General Sir Bryan Mahon, in his appreciative reference at the Corinthian Club dinner in Dublin, to the Irish soldiers who had gone to the front, and in his polite and perhaps politic statement that the Irish had recruited to the last man, is acclaimed by Irish Nationalists as putting at rest all ground of complaint about Nationalist recruiting. It may put everything to rest but the facts. Politeness often ignores facts.

It is understood that Mr. O'Brien Moran, a Limerick solicitor, who is under detention in Arbour Hill Barracks, Dublin, because he refused to state the source of his information or explain his possession of a confidential document purporting to be the secret instructions given to the police, and which he used as evidence in a case at Petty Sessions at Limerick, will be tried by court-martial on a charge of having published in open court a secret and confidential document.

The death has taken place at the Parochial House, Donaghmore, Co. Tyrone, of the Rev. Canon John Joseph M'Cartan, parish priest. Born near Ready, Co. Armagh, in the year 1842, he was educated at Maynooth College, where he was a class-fellow of Cardinal Logue. He was ordained in the year 1864, since when he had officiated in the County Tyrone. Canon M'Cartan took a keen interest in agriculture, and was an advocate of improved methods of farming in Ireland. He was a strong supporter of the Nationalist movement.

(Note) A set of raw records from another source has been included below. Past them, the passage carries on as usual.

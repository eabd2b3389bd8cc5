use predicates::prelude::*;

use crate::common::{REVIEW_LIBRARY, REVIEW_TEXT, TestProject};

#[test]
fn test_import_and_resolve() {
    let project = TestProject::new().unwrap();
    let library = project.write_file("library.toml", REVIEW_LIBRARY).unwrap();

    project
        .pweave()
        .arg("import")
        .arg(&library)
        .assert()
        .success()
        .stdout(predicate::str::contains("Imported 3 prompts (2 compound, 4 components)"));

    project
        .pweave()
        .args(["resolve", "review"])
        .assert()
        .success()
        .stdout(format!("{REVIEW_TEXT}\n"));
}

#[test]
fn test_resolve_json_output() {
    let project = TestProject::new().unwrap();
    project.import(REVIEW_LIBRARY).unwrap();
    let review = project.id_of("review").unwrap();

    let output = project.pweave().args(["resolve", "--json", &review.to_string()]).output().unwrap();
    assert!(output.status.success());

    let json: serde_json::Value = serde_json::from_slice(&output.stdout).unwrap();
    assert_eq!(json["slug"], "review");
    assert_eq!(json["depth_reached"], 2);
    assert_eq!(json["resolved_text"], REVIEW_TEXT);
    assert_eq!(json["used_prompt_ids"].as_array().map(Vec::len), Some(3));
}

#[test]
fn test_resolve_unknown_slug_suggests() {
    let project = TestProject::new().unwrap();
    project.import(REVIEW_LIBRARY).unwrap();

    project
        .pweave()
        .args(["resolve", "reveiw"])
        .assert()
        .failure()
        .code(1)
        .stderr(predicate::str::contains("No prompt with slug 'reveiw'"))
        .stderr(predicate::str::contains("Did you mean: review?"));
}

#[test]
fn test_attach_validates_references() {
    let project = TestProject::new().unwrap();
    project.import(REVIEW_LIBRARY).unwrap();

    project
        .pweave()
        .args(["attach", "checklist", "--prompt", "tone", "--before", "Again:"])
        .assert()
        .success()
        .stdout(predicate::str::contains("Attached 'tone' at position 2 of 'checklist'"));

    project
        .pweave()
        .args(["attach", "checklist", "--prompt", "review"])
        .assert()
        .failure()
        .stderr(predicate::str::contains("Circular reference detected"));

    project
        .pweave()
        .args(["attach", "tone", "--after", "x"])
        .assert()
        .failure()
        .stderr(predicate::str::contains("is not compound"));
}

#[test]
fn test_preview_resolves_unsaved_components() {
    let project = TestProject::new().unwrap();
    project.import(REVIEW_LIBRARY).unwrap();
    let draft = project
        .write_file(
            "draft.toml",
            r#"
[[components]]
before = "Draft:"

[[components]]
prompt = "checklist"
"#,
        )
        .unwrap();

    project
        .pweave()
        .arg("preview")
        .arg(&draft)
        .assert()
        .success()
        .stdout("Draft:\n\nCheck the following:\n\nBe concise and kind.\n\nFlag anything unclear.\n");

    // Nothing was stored.
    assert_eq!(project.store().unwrap().list_prompts().unwrap().len(), 3);
}

#[test]
fn test_bulk_summary_and_json() {
    let project = TestProject::new().unwrap();
    project.import(REVIEW_LIBRARY).unwrap();

    project
        .pweave()
        .args(["bulk", "--all"])
        .assert()
        .success()
        .stdout(predicate::str::contains("3 resolved, 0 failed, 1 batch pass"));

    let output = project.pweave().args(["bulk", "review", "tone", "--json"]).output().unwrap();
    assert!(output.status.success());
    let json: serde_json::Value = serde_json::from_slice(&output.stdout).unwrap();
    assert_eq!(json["success_count"], 2);
    assert_eq!(json["resolved"]["review"], REVIEW_TEXT);
    assert_eq!(json["resolved"]["tone"], "Be concise and kind.");

    project.pweave().arg("bulk").assert().failure().stderr(predicate::str::contains("--all"));
}

#[test]
fn test_deps_lists_uses_and_dependents() {
    let project = TestProject::new().unwrap();
    project.import(REVIEW_LIBRARY).unwrap();

    let output = project.pweave().args(["deps", "tone", "--json"]).output().unwrap();
    assert!(output.status.success());
    let json: serde_json::Value = serde_json::from_slice(&output.stdout).unwrap();
    assert_eq!(json["used"], serde_json::json!([]));
    assert_eq!(json["dependents"], serde_json::json!(["checklist", "review"]));

    project
        .pweave()
        .args(["deps", "review"])
        .assert()
        .success()
        .stdout(predicate::str::contains("├── checklist"))
        .stdout(predicate::str::contains("Uses: 2"))
        .stdout(predicate::str::contains("Used by: none"));
}

#[test]
fn test_check_reports_and_fixes_depth_drift() {
    let project = TestProject::new().unwrap();
    project.import(REVIEW_LIBRARY).unwrap();

    project.pweave().arg("check").assert().success().stdout(predicate::str::contains("no problems"));

    let review = project.id_of("review").unwrap();
    project.store().unwrap().set_max_depth(review, Some(9)).unwrap();

    project
        .pweave()
        .arg("check")
        .assert()
        .failure()
        .stderr(predicate::str::contains("'review' caches max_depth Some(9) but nests 2 levels"));

    project.pweave().args(["check", "--fix"]).assert().success().stdout(predicate::str::contains("Fixed 1"));
    assert_eq!(project.store().unwrap().get_prompt(review).unwrap().unwrap().max_depth, Some(2));
}

#[test]
fn test_export_round_trips_through_stdout() {
    let project = TestProject::new().unwrap();
    project.import(REVIEW_LIBRARY).unwrap();

    let output = project.pweave().args(["export", "--format", "json"]).output().unwrap();
    assert!(output.status.success());

    let other = TestProject::new().unwrap();
    let path = other.write_file("copy.json", &String::from_utf8(output.stdout).unwrap()).unwrap();
    other.pweave().arg("import").arg(&path).assert().success();
    other.pweave().args(["resolve", "review"]).assert().success().stdout(format!("{REVIEW_TEXT}\n"));
}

There died at her residence, Ballynahinch, on Saturday, Mrs. Hamilton M'Connell, wife of Mr. Hamilton M'Connell, merchant, of that town. Mr. M'Connell is an elder in Second Presbyterian Church, Ballynahinch, and is much respected in the town. His wife was of a gentle, retiring disposition, much beloved by all who knew her. Her family were her chief care and delight, and she had little time for outside affairs. Rev. Thomas M'Connell, B.A., Second Comber, is the eldest son. Captain the Rev. W. P. M'Connell, B.A., C.F., senior chaplain at Military Convalescent Hospital, Epsom, is the second son. The eldest daughter is Nursing Sister Rae M'Connell, No. 3 Canadian General Hospital, Boulogne. Of the other children Trooper H. M'Connell, North Irish Horse, has just returned home after eighteen months' service at the front, having been recommended for a commission. Considering the fact that Captain M'Connell spent last winter with the Salonica forces, returning home invalided, and that the above three were in Canada at the outbreak of the war, it was especially gratifying to this devoted mother to have them all home with her at the last, including the other members of the family, Nurse Jenny, Miss Sarah (engaged in Harland & Wolff's), Isabel, and Bob. Much sympathy is felt with the sorrowing relatives.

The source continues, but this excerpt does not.